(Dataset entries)
___

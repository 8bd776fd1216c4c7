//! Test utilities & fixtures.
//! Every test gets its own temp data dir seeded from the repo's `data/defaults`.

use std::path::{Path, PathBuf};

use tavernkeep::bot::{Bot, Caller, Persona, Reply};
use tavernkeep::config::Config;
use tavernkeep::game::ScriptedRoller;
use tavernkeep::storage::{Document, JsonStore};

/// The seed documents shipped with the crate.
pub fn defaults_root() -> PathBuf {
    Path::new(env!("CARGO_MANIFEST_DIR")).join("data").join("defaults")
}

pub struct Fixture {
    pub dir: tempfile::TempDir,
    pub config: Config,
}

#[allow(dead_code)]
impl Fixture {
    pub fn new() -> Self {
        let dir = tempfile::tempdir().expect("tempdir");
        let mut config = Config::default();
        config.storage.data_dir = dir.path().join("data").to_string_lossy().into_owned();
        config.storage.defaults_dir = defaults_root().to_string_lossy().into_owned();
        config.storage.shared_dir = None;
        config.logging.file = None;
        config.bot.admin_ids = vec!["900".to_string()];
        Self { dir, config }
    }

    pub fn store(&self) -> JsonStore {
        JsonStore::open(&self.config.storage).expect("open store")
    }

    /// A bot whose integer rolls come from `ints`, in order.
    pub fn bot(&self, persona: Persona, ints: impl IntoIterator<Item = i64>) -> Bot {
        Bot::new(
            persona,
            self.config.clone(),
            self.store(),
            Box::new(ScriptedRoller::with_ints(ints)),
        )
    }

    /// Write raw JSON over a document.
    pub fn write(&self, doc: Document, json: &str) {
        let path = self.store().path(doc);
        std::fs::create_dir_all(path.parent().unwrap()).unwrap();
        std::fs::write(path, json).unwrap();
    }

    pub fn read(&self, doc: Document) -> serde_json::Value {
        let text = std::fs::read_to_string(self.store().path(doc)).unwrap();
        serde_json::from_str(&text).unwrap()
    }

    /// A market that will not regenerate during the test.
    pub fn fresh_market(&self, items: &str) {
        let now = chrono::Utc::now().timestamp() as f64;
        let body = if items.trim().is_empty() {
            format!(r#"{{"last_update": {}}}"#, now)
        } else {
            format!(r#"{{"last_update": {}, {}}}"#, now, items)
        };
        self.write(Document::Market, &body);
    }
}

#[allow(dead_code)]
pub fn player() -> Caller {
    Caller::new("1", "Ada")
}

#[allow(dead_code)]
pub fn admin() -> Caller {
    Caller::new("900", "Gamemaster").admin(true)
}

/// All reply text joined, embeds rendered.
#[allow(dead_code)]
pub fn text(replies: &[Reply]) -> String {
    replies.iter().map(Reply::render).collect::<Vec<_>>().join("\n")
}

___

- **YOUR ASSIGNMENT**
Which lines of the records above contain the word "tempfile"? Copy each of them.

- **SOLUTION**
    pub dir: tempfile::TempDir,
        let dir = tempfile::tempdir().expect("tempdir");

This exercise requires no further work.